→ **What you will do**
The data below is to be retyped exactly, line by line.

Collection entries
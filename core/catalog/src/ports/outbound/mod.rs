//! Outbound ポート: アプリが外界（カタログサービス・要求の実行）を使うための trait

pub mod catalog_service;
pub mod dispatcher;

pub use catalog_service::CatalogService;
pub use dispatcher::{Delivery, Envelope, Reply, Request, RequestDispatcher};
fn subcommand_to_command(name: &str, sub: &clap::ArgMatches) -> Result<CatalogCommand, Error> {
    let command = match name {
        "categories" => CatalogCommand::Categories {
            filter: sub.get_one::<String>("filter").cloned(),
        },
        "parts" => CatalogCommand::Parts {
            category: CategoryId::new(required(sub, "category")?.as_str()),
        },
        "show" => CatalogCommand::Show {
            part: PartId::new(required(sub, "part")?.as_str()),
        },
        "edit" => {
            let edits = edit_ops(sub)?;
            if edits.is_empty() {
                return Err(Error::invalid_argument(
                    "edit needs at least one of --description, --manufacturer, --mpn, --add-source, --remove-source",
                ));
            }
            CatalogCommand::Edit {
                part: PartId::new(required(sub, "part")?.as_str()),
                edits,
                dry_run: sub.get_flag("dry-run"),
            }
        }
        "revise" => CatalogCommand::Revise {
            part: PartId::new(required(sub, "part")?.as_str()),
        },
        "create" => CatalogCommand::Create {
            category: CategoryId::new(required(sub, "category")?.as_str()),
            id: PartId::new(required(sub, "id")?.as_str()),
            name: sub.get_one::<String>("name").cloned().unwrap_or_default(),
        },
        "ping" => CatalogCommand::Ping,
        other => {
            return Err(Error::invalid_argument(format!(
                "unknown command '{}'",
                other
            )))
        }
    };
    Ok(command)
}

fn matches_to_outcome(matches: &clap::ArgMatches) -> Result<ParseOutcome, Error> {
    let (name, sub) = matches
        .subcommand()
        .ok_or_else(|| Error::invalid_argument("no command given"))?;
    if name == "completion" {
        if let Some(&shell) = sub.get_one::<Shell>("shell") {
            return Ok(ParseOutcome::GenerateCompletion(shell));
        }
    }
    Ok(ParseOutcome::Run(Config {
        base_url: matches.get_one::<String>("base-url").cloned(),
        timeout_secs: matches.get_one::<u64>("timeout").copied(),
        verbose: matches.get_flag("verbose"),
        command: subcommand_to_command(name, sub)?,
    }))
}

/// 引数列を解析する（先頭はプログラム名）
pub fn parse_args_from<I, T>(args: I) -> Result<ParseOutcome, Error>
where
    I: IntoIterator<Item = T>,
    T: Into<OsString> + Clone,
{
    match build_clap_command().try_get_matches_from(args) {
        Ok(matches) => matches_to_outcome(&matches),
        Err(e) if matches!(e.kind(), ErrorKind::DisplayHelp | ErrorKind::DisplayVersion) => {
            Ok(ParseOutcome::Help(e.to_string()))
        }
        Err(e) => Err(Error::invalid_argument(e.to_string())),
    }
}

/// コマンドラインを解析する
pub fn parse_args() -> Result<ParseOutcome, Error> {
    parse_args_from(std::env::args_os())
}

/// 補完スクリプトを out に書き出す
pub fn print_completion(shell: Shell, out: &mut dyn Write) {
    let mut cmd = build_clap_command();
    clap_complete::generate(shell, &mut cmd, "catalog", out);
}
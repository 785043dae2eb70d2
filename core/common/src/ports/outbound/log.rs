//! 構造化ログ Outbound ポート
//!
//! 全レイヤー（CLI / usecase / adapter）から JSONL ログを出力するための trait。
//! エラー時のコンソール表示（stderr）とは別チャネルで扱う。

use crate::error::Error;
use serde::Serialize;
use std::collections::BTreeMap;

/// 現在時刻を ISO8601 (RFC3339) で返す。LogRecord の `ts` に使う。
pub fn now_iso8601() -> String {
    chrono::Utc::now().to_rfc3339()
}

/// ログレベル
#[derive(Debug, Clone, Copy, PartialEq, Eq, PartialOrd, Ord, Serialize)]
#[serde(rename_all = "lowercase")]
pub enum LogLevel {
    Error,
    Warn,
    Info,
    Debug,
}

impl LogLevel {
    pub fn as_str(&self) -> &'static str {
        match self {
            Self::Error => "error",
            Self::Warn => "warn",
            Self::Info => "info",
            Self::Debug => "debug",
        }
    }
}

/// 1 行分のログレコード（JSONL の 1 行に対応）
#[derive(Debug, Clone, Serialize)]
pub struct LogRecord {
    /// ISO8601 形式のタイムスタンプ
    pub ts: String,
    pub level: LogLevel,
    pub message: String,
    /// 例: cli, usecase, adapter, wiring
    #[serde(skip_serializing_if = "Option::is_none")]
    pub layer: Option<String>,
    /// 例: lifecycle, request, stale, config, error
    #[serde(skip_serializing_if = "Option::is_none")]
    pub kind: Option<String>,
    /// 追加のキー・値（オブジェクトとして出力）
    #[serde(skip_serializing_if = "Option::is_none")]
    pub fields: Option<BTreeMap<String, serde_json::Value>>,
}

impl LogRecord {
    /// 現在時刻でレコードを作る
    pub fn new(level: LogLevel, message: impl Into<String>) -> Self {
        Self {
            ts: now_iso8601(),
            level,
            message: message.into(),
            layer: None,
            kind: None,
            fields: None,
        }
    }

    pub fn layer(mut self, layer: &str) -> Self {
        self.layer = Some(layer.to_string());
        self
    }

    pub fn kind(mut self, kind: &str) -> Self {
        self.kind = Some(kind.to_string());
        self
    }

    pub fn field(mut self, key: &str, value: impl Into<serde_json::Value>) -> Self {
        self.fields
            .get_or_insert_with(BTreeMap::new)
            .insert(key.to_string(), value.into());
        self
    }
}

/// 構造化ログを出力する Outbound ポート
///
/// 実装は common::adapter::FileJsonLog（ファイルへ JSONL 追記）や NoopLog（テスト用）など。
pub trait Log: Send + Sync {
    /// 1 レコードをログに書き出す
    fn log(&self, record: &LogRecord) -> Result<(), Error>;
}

→ **Solution for this task**
filename core/catalog/src/ports/outbound/mod.rs
//! Outbound ポート: アプリが外界（カタログサービス・要求の実行）を使うための trait

pub mod catalog_service;
pub mod dispatcher;

pub use catalog_service::CatalogService;
pub use dispatcher::{Delivery, Envelope, Reply, Request, RequestDispatcher};
fn subcommand_to_command(name: &str, sub: &clap::ArgMatches) -> Result<CatalogCommand, Error> {
    let command = match name {
        "categories" => CatalogCommand::Categories {
            filter: sub.get_one::<String>("filter").cloned(),
        },
        "parts" => CatalogCommand::Parts {
            category: CategoryId::new(required(sub, "category")?.as_str()),
        },
        "show" => CatalogCommand::Show {
            part: PartId::new(required(sub, "part")?.as_str()),
        },
        "edit" => {
            let edits = edit_ops(sub)?;
            if edits.is_empty() {
                return Err(Error::invalid_argument(
                    "edit needs at least one of --description, --manufacturer, --mpn, --add-source, --remove-source",
                ));
            }
            CatalogCommand::Edit {
                part: PartId::new(required(sub, "part")?.as_str()),
                edits,
                dry_run: sub.get_flag("dry-run"),
            }
        }
        "revise" => CatalogCommand::Revise {
            part: PartId::new(required(sub, "part")?.as_str()),
        },
        "create" => CatalogCommand::Create {
            category: CategoryId::new(required(sub, "category")?.as_str()),
            id: PartId::new(required(sub, "id")?.as_str()),
            name: sub.get_one::<String>("name").cloned().unwrap_or_default(),
        },
        "ping" => CatalogCommand::Ping,
        other => {
            return Err(Error::invalid_argument(format!(
                "unknown command '{}'",
                other
            )))
        }
    };
    Ok(command)
}

fn matches_to_outcome(matches: &clap::ArgMatches) -> Result<ParseOutcome, Error> {
    let (name, sub) = matches
        .subcommand()
        .ok_or_else(|| Error::invalid_argument("no command given"))?;
    if name == "completion" {
        if let Some(&shell) = sub.get_one::<Shell>("shell") {
            return Ok(ParseOutcome::GenerateCompletion(shell));
        }
    }
    Ok(ParseOutcome::Run(Config {
        base_url: matches.get_one::<String>("base-url").cloned(),
        timeout_secs: matches.get_one::<u64>("timeout").copied(),
        verbose: matches.get_flag("verbose"),
        command: subcommand_to_command(name, sub)?,
    }))
}

/// 引数列を解析する（先頭はプログラム名）
pub fn parse_args_from<I, T>(args: I) -> Result<ParseOutcome, Error>
where
    I: IntoIterator<Item = T>,
    T: Into<OsString> + Clone,
{
    match build_clap_command().try_get_matches_from(args) {
        Ok(matches) => matches_to_outcome(&matches),
        Err(e) if matches!(e.kind(), ErrorKind::DisplayHelp | ErrorKind::DisplayVersion) => {
            Ok(ParseOutcome::Help(e.to_string()))
        }
        Err(e) => Err(Error::invalid_argument(e.to_string())),
    }
}

/// コマンドラインを解析する
pub fn parse_args() -> Result<ParseOutcome, Error> {
    parse_args_from(std::env::args_os())
}

/// 補完スクリプトを out に書き出す
pub fn print_completion(shell: Shell, out: &mut dyn Write) {
    let mut cmd = build_clap_command();
    clap_complete::generate(shell, &mut cmd, "catalog", out);
}
repository 785043dae2eb70d2
filename core/common/src/ports/outbound/log.rs
//! 構造化ログ Outbound ポート
//!
//! 全レイヤー（CLI / usecase / adapter）から JSONL ログを出力するための trait。
//! エラー時のコンソール表示（stderr）とは別チャネルで扱う。

use crate::error::Error;
use serde::Serialize;
use std::collections::BTreeMap;

/// 現在時刻を ISO8601 (RFC3339) で返す。LogRecord の `ts` に使う。
pub fn now_iso8601() -> String {
    chrono::Utc::now().to_rfc3339()
}

/// ログレベル
#[derive(Debug, Clone, Copy, PartialEq, Eq, PartialOrd, Ord, Serialize)]
#[serde(rename_all = "lowercase")]
pub enum LogLevel {
    Error,
    Warn,
    Info,
    Debug,
}

impl LogLevel {
    pub fn as_str(&self) -> &'static str {
        match self {
            Self::Error => "error",
            Self::Warn => "warn",
            Self::Info => "info",
            Self::Debug => "debug",
        }
    }
}

/// 1 行分のログレコード（JSONL の 1 行に対応）
#[derive(Debug, Clone, Serialize)]
pub struct LogRecord {
    /// ISO8601 形式のタイムスタンプ
    pub ts: String,
    pub level: LogLevel,
    pub message: String,
    /// 例: cli, usecase, adapter, wiring
    #[serde(skip_serializing_if = "Option::is_none")]
    pub layer: Option<String>,
    /// 例: lifecycle, request, stale, config, error
    #[serde(skip_serializing_if = "Option::is_none")]
    pub kind: Option<String>,
    /// 追加のキー・値（オブジェクトとして出力）
    #[serde(skip_serializing_if = "Option::is_none")]
    pub fields: Option<BTreeMap<String, serde_json::Value>>,
}

impl LogRecord {
    /// 現在時刻でレコードを作る
    pub fn new(level: LogLevel, message: impl Into<String>) -> Self {
        Self {
            ts: now_iso8601(),
            level,
            message: message.into(),
            layer: None,
            kind: None,
            fields: None,
        }
    }

    pub fn layer(mut self, layer: &str) -> Self {
        self.layer = Some(layer.to_string());
        self
    }

    pub fn kind(mut self, kind: &str) -> Self {
        self.kind = Some(kind.to_string());
        self
    }

    pub fn field(mut self, key: &str, value: impl Into<serde_json::Value>) -> Self {
        self.fields
            .get_or_insert_with(BTreeMap::new)
            .insert(key.to_string(), value.into());
        self
    }
}

/// 構造化ログを出力する Outbound ポート
///
/// 実装は common::adapter::FileJsonLog（ファイルへ JSONL 追記）や NoopLog（テスト用）など。
pub trait Log: Send + Sync {
    /// 1 レコードをログに書き出す
    fn log(&self, record: &LogRecord) -> Result<(), Error>;
}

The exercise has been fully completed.